▶ Exercise objective:
For the data below, give the number of lines in which "extract" occurs. Include nothing besides that number.

[Collected data entries]
=======

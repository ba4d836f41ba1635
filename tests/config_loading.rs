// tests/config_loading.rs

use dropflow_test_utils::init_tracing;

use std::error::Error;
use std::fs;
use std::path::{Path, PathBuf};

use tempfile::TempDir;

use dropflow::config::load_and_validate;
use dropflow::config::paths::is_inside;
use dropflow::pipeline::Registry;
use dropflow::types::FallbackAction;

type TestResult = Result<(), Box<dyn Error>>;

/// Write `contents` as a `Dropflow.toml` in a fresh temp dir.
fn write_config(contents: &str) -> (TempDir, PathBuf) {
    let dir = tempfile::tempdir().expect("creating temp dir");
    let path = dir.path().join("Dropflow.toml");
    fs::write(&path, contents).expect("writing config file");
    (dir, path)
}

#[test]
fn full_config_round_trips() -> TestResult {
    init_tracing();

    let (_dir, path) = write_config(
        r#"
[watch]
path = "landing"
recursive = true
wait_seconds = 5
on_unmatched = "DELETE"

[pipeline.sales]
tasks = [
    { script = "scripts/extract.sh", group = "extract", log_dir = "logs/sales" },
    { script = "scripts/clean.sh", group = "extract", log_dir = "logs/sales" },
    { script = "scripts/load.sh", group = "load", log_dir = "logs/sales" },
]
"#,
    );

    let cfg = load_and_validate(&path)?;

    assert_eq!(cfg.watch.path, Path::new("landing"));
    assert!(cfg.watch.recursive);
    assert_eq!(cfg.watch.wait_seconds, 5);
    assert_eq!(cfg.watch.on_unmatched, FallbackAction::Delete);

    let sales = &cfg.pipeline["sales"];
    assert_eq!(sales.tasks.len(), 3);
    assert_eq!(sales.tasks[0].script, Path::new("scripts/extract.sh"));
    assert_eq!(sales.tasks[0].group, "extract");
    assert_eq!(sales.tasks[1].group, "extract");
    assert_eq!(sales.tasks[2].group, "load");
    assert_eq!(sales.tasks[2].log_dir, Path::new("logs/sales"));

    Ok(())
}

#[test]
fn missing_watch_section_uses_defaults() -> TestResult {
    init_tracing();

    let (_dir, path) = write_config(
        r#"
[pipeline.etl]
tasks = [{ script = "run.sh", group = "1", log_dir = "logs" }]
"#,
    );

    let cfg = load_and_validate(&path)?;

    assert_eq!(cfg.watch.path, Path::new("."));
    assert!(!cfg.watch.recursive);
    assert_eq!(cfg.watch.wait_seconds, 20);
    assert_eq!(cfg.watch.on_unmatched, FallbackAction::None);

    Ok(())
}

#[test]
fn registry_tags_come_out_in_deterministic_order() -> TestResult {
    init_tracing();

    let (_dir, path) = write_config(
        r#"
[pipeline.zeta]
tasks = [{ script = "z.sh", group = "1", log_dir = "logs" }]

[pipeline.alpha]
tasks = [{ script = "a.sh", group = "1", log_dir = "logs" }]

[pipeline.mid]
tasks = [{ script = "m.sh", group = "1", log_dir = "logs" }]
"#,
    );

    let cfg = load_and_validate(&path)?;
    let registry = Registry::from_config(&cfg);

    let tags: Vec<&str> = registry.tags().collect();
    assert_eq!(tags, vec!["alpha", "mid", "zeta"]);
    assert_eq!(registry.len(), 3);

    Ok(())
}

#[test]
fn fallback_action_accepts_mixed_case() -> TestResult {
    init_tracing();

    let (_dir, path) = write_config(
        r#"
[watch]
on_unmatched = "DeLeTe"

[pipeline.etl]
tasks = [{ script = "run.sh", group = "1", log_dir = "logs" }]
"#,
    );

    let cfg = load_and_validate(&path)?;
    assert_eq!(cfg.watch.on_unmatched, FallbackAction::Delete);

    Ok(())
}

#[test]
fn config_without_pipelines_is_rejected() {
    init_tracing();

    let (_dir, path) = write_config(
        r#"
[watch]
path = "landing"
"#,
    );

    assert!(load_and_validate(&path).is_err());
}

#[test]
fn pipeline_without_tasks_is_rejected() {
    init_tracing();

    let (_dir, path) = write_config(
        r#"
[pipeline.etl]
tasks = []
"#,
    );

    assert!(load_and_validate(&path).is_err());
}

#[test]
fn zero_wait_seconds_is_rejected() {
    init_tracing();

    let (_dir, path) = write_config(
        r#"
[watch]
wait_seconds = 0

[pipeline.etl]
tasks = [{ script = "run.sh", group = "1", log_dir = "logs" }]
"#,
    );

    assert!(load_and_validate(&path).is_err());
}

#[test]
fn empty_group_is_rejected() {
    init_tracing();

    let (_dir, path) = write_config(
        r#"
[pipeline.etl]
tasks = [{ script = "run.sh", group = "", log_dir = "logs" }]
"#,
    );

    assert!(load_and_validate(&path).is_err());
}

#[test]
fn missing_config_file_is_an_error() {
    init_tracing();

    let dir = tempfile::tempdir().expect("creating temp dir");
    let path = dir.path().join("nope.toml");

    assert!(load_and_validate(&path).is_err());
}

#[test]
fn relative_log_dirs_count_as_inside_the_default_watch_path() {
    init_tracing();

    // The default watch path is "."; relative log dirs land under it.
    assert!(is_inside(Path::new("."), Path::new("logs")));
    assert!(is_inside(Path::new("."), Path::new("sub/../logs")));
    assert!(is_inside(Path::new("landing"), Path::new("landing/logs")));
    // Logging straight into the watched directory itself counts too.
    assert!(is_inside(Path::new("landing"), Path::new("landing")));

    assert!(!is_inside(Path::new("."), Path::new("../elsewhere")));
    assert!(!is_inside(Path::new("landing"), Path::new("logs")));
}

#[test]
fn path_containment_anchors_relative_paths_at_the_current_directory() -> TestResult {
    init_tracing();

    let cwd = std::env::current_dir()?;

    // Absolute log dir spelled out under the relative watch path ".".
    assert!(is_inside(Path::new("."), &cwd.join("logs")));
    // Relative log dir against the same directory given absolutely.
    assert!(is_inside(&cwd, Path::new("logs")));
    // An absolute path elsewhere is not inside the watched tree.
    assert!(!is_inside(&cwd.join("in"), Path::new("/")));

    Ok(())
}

=======

▶ The answer:
5